Police had not any received tips about Mitslal's whereabouts since his disappearance, Cumiskey said. There were rumors that Mitslal, a native of Ethiopia, had left the country, but Cumiskey suspected he had returned to the East Coast, where he previously lived. Mitslal told Colorado troopers he lived in Aurora, Colo.
He faces 26 counts of issuing dishonored checks. Each charge carries a maximum penalty of five years imprisonment and-or a $10,000 fine.

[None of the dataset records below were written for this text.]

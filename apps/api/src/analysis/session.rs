//! Session state — the single owner of the current analysis, busy flag and error.
//!
//! Transitions: idle → loading → {success, failure} → idle on reset.
//! An outcome only lands if it belongs to the current attempt; a reset or a
//! newer upload makes the pending one stale.

use chrono::{DateTime, Utc};
use serde::Serialize;
use thiserror::Error;
use uuid::Uuid;

use crate::models::employee::AnalysisResult;

#[derive(Debug, Clone, Copy, PartialEq, Eq, Serialize)]
#[serde(rename_all = "snake_case")]
pub enum SessionStatus {
    Idle,
    Loading,
    Success,
    Failure,
}

#[derive(Debug, Clone, Copy, PartialEq, Eq, Error)]
#[error("an analysis is already in progress")]
pub struct SessionBusy;

/// Whether a finished attempt was applied to the session.
#[derive(Debug, Clone, Copy, PartialEq, Eq)]
pub enum Outcome {
    Applied,
    Stale,
}

/// Serializable snapshot of the session, as returned to clients.
#[derive(Debug, Clone, Serialize)]
pub struct SessionView {
    pub status: SessionStatus,
    pub attempt_id: Option<Uuid>,
    pub result: Option<AnalysisResult>,
    pub error: Option<String>,
    pub started_at: Option<DateTime<Utc>>,
    pub finished_at: Option<DateTime<Utc>>,
}

#[derive(Debug)]
pub struct Session {
    status: SessionStatus,
    attempt: Option<Uuid>,
    result: Option<AnalysisResult>,
    error: Option<String>,
    started_at: Option<DateTime<Utc>>,
    finished_at: Option<DateTime<Utc>>,
}

impl Default for Session {
    fn default() -> Self {
        Self::new()
    }
}

impl Session {
    pub fn new() -> Self {
        Self {
            status: SessionStatus::Idle,
            attempt: None,
            result: None,
            error: None,
            started_at: None,
            finished_at: None,
        }
    }

    pub fn status(&self) -> SessionStatus {
        self.status
    }

    pub fn result(&self) -> Option<&AnalysisResult> {
        self.result.as_ref()
    }

    pub fn error(&self) -> Option<&str> {
        self.error.as_deref()
    }

    /// Starts a new attempt, clearing any previous result and error.
    pub fn begin(&mut self) -> Result<Uuid, SessionBusy> {
        if self.status == SessionStatus::Loading {
            return Err(SessionBusy);
        }
        let attempt = Uuid::new_v4();
        self.status = SessionStatus::Loading;
        self.attempt = Some(attempt);
        self.result = None;
        self.error = None;
        self.started_at = Some(Utc::now());
        self.finished_at = None;
        Ok(attempt)
    }

    pub fn succeed(&mut self, attempt: Uuid, result: AnalysisResult) -> Outcome {
        if !self.is_current(attempt) {
            return Outcome::Stale;
        }
        self.status = SessionStatus::Success;
        self.result = Some(result);
        self.finished_at = Some(Utc::now());
        Outcome::Applied
    }

    pub fn fail(&mut self, attempt: Uuid, message: impl Into<String>) -> Outcome {
        if !self.is_current(attempt) {
            return Outcome::Stale;
        }
        self.status = SessionStatus::Failure;
        self.error = Some(message.into());
        self.finished_at = Some(Utc::now());
        Outcome::Applied
    }

    /// Records an upload rejected before any attempt started (bad file type,
    /// unreadable bytes). Ignored while an attempt is in flight.
    pub fn reject(&mut self, message: impl Into<String>) {
        if self.status == SessionStatus::Loading {
            return;
        }
        self.status = SessionStatus::Failure;
        self.attempt = None;
        self.result = None;
        self.error = Some(message.into());
        self.started_at = None;
        self.finished_at = Some(Utc::now());
    }

    /// Returns to idle. A pending attempt keeps running but its outcome is dropped.
    pub fn reset(&mut self) {
        *self = Self::new();
    }

    pub fn view(&self) -> SessionView {
        SessionView {
            status: self.status,
            attempt_id: self.attempt,
            result: self.result.clone(),
            error: self.error.clone(),
            started_at: self.started_at,
            finished_at: self.finished_at,
        }
    }

    fn is_current(&self, attempt: Uuid) -> bool {
        self.status == SessionStatus::Loading && self.attempt == Some(attempt)
    }
}
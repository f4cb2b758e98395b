use axum::Json;
use serde_json::{json, Value};

/// GET /health
/// Returns a simple status object with service version.
pub async fn health_handler() -> Json<Value> {
    Json(json!({
        "status": "ok",
        "version": env!("CARGO_PKG_VERSION"),
        "service": "paylens-api"
    }))
}
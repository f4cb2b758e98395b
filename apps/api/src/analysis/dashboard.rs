//! Dashboard view model — what the overview, visualizations and report tabs render.
//!
//! Derived from an `AnalysisResult` on every request and never stored.

use serde::Serialize;

use crate::analysis::box_plot::{experience_box_plots, BoxPlotData};
use crate::models::employee::{
    AnalysisResult, AnalyzedEmployee, DepartmentSalary, PayStatus, PayStatusDistribution,
};

#[derive(Debug, Clone, Serialize)]
pub struct Dashboard {
    pub overview: Overview,
    pub visualizations: Visualizations,
    pub report: Vec<ReportRow>,
}

#[derive(Debug, Clone, Serialize)]
pub struct Overview {
    pub equity_score: f64,
    pub summary: String,
    pub pay_status_breakdown: Vec<PayStatusSlice>,
}

/// One slice of the pay-status pie.
#[derive(Debug, Clone, PartialEq, Serialize)]
pub struct PayStatusSlice {
    pub name: PayStatus,
    pub value: u32,
    /// Share of the distribution total, rounded to a whole percent.
    pub percent: u32,
}

#[derive(Debug, Clone, Serialize)]
pub struct Visualizations {
    pub salary_by_department: Vec<DepartmentSalary>,
    pub salary_vs_performance: Vec<ScatterPoint>,
    pub salary_vs_experience: Vec<BoxPlotData>,
}

/// x = performance rating, y = current salary, z = years of experience.
#[derive(Debug, Clone, PartialEq, Serialize)]
pub struct ScatterPoint {
    pub x: f64,
    pub y: f64,
    pub z: f64,
    pub name: String,
}

#[derive(Debug, Clone, PartialEq, Serialize)]
pub struct ReportRow {
    pub employee_id: String,
    pub name: String,
    pub role: String,
    pub department: String,
    pub current_salary: f64,
    pub pay_status: PayStatus,
    pub suggested_salary: f64,
    pub justification: String,
}

impl Dashboard {
    pub fn from_result(result: &AnalysisResult) -> Self {
        Self {
            overview: Overview {
                equity_score: result.equity_score,
                summary: result.summary.clone(),
                pay_status_breakdown: pay_status_breakdown(&result.pay_status_distribution),
            },
            visualizations: Visualizations {
                salary_by_department: result.salary_by_department.clone(),
                salary_vs_performance: result
                    .analyzed_employees
                    .iter()
                    .map(scatter_point)
                    .collect(),
                salary_vs_experience: experience_box_plots(&result.analyzed_employees),
            },
            report: result.analyzed_employees.iter().map(report_row).collect(),
        }
    }
}

pub fn pay_status_breakdown(distribution: &PayStatusDistribution) -> Vec<PayStatusSlice> {
    let total = distribution.total();
    PayStatus::ALL
        .into_iter()
        .map(|status| {
            let value = distribution.count(status);
            let percent = if total == 0 {
                0
            } else {
                (f64::from(value) * 100.0 / total as f64).round() as u32
            };
            PayStatusSlice {
                name: status,
                value,
                percent,
            }
        })
        .collect()
}

fn scatter_point(analyzed: &AnalyzedEmployee) -> ScatterPoint {
    let e = &analyzed.employee;
    ScatterPoint {
        x: e.performance_rating,
        y: e.current_salary,
        z: e.experience_years,
        name: e.name.clone(),
    }
}

fn report_row(analyzed: &AnalyzedEmployee) -> ReportRow {
    let e = &analyzed.employee;
    ReportRow {
        employee_id: e.employee_id.clone(),
        name: e.name.clone(),
        role: e.role.clone(),
        department: e.department.clone(),
        current_salary: e.current_salary,
        pay_status: analyzed.pay_status,
        suggested_salary: analyzed.suggested_salary,
        justification: analyzed.justification.clone(),
    }
}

Now that Mitslal is in custody, the legal battle begins to bring him back and try him in Minnesota. Nobles County Attorney Gordon Moore said the first step will be an extradition hearing in Prowers County, Colo., where Mitslal is being held. At the hearing, Mitslal can either waive extradition and return to Nobles County voluntarily, or fight the process and argue to stay in Colorado.
Though no court date has been set yet, the Prowers County District Attorney's office said Monday that Mitslal's earliest appearance could be Thursday.
"We are fully intending extradition," Moore said. "It's a significant bit of unfinished business. ... For the welfare of the victims and the community, it'd be good to get this chapter concluded."
But Moore said it could be difficult to find the 26 people listed in the original complaint, as many may have moved away without leaving forwarding addresses.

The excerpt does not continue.